(Records drawn from a dataset)
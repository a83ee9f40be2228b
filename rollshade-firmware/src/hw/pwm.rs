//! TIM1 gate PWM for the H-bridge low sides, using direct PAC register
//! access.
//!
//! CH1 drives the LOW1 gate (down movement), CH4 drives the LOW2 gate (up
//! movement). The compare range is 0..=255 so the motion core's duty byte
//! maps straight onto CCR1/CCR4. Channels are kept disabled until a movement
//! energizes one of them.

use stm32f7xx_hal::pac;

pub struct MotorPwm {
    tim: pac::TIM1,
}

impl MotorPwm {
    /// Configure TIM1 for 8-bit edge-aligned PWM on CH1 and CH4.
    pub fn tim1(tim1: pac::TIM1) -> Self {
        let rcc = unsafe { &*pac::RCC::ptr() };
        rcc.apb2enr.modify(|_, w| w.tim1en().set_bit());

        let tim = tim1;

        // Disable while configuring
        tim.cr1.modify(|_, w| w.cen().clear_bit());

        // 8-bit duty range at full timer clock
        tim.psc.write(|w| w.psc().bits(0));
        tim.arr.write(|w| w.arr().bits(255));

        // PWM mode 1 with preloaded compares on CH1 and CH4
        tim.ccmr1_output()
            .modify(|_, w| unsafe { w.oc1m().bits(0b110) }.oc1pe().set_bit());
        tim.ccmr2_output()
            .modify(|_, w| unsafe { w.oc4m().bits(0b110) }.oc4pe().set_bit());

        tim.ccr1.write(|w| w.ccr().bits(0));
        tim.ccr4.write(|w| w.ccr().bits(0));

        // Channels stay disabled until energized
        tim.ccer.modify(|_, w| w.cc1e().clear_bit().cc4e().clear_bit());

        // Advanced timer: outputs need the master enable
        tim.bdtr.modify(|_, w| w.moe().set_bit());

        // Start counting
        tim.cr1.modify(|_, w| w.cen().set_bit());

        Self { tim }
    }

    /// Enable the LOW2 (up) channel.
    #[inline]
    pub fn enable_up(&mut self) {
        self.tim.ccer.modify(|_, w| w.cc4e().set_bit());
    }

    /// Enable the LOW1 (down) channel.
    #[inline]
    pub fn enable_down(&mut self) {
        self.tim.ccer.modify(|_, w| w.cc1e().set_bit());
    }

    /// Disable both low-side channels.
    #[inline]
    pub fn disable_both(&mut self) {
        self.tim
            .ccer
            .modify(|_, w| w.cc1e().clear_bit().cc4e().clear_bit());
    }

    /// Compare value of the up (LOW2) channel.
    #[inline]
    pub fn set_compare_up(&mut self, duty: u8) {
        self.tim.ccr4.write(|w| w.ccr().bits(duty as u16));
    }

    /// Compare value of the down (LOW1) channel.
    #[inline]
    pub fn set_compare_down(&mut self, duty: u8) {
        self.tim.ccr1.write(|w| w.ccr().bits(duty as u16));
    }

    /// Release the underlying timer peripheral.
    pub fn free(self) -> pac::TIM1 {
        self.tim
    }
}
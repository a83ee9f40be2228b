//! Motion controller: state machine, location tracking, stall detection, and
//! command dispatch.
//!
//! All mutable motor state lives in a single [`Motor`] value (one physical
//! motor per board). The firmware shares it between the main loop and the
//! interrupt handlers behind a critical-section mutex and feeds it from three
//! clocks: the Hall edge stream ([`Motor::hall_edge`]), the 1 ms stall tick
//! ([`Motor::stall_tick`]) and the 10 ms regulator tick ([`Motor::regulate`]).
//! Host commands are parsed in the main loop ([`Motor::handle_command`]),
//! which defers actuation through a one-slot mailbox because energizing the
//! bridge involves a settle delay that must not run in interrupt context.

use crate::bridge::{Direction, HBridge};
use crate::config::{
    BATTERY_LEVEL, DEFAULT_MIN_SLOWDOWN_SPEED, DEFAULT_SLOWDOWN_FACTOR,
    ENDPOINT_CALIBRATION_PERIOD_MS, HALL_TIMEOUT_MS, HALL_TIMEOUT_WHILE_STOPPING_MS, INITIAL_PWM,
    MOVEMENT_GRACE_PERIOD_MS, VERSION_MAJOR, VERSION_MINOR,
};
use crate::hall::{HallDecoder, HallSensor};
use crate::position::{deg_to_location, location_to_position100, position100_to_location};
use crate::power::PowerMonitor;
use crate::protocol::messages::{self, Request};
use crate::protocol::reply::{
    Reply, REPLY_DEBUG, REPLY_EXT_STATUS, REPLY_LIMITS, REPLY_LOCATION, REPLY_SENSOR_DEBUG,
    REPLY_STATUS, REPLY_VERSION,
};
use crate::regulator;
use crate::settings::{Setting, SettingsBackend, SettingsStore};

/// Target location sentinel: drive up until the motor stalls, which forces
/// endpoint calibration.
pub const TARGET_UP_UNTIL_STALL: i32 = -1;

REQUIREMENT:
Copy the lines from the start of the data verbatim, stopping after the line containing "pub fn enable_up(&mut".

RESPONSE FOR THIS EXERCISE:
repository a83ee9f40be2228b
filename rollshade-firmware/src/hw/pwm.rs
//! TIM1 gate PWM for the H-bridge low sides, using direct PAC register
//! access.
//!
//! CH1 drives the LOW1 gate (down movement), CH4 drives the LOW2 gate (up
//! movement). The compare range is 0..=255 so the motion core's duty byte
//! maps straight onto CCR1/CCR4. Channels are kept disabled until a movement
//! energizes one of them.

use stm32f7xx_hal::pac;

pub struct MotorPwm {
    tim: pac::TIM1,
}

impl MotorPwm {
    /// Configure TIM1 for 8-bit edge-aligned PWM on CH1 and CH4.
    pub fn tim1(tim1: pac::TIM1) -> Self {
        let rcc = unsafe { &*pac::RCC::ptr() };
        rcc.apb2enr.modify(|_, w| w.tim1en().set_bit());

        let tim = tim1;

        // Disable while configuring
        tim.cr1.modify(|_, w| w.cen().clear_bit());

        // 8-bit duty range at full timer clock
        tim.psc.write(|w| w.psc().bits(0));
        tim.arr.write(|w| w.arr().bits(255));

        // PWM mode 1 with preloaded compares on CH1 and CH4
        tim.ccmr1_output()
            .modify(|_, w| unsafe { w.oc1m().bits(0b110) }.oc1pe().set_bit());
        tim.ccmr2_output()
            .modify(|_, w| unsafe { w.oc4m().bits(0b110) }.oc4pe().set_bit());

        tim.ccr1.write(|w| w.ccr().bits(0));
        tim.ccr4.write(|w| w.ccr().bits(0));

        // Channels stay disabled until energized
        tim.ccer.modify(|_, w| w.cc1e().clear_bit().cc4e().clear_bit());

        // Advanced timer: outputs need the master enable
        tim.bdtr.modify(|_, w| w.moe().set_bit());

        // Start counting
        tim.cr1.modify(|_, w| w.cen().set_bit());

        Self { tim }
    }

    /// Enable the LOW2 (up) channel.
    #[inline]
    pub fn enable_up(&mut self) {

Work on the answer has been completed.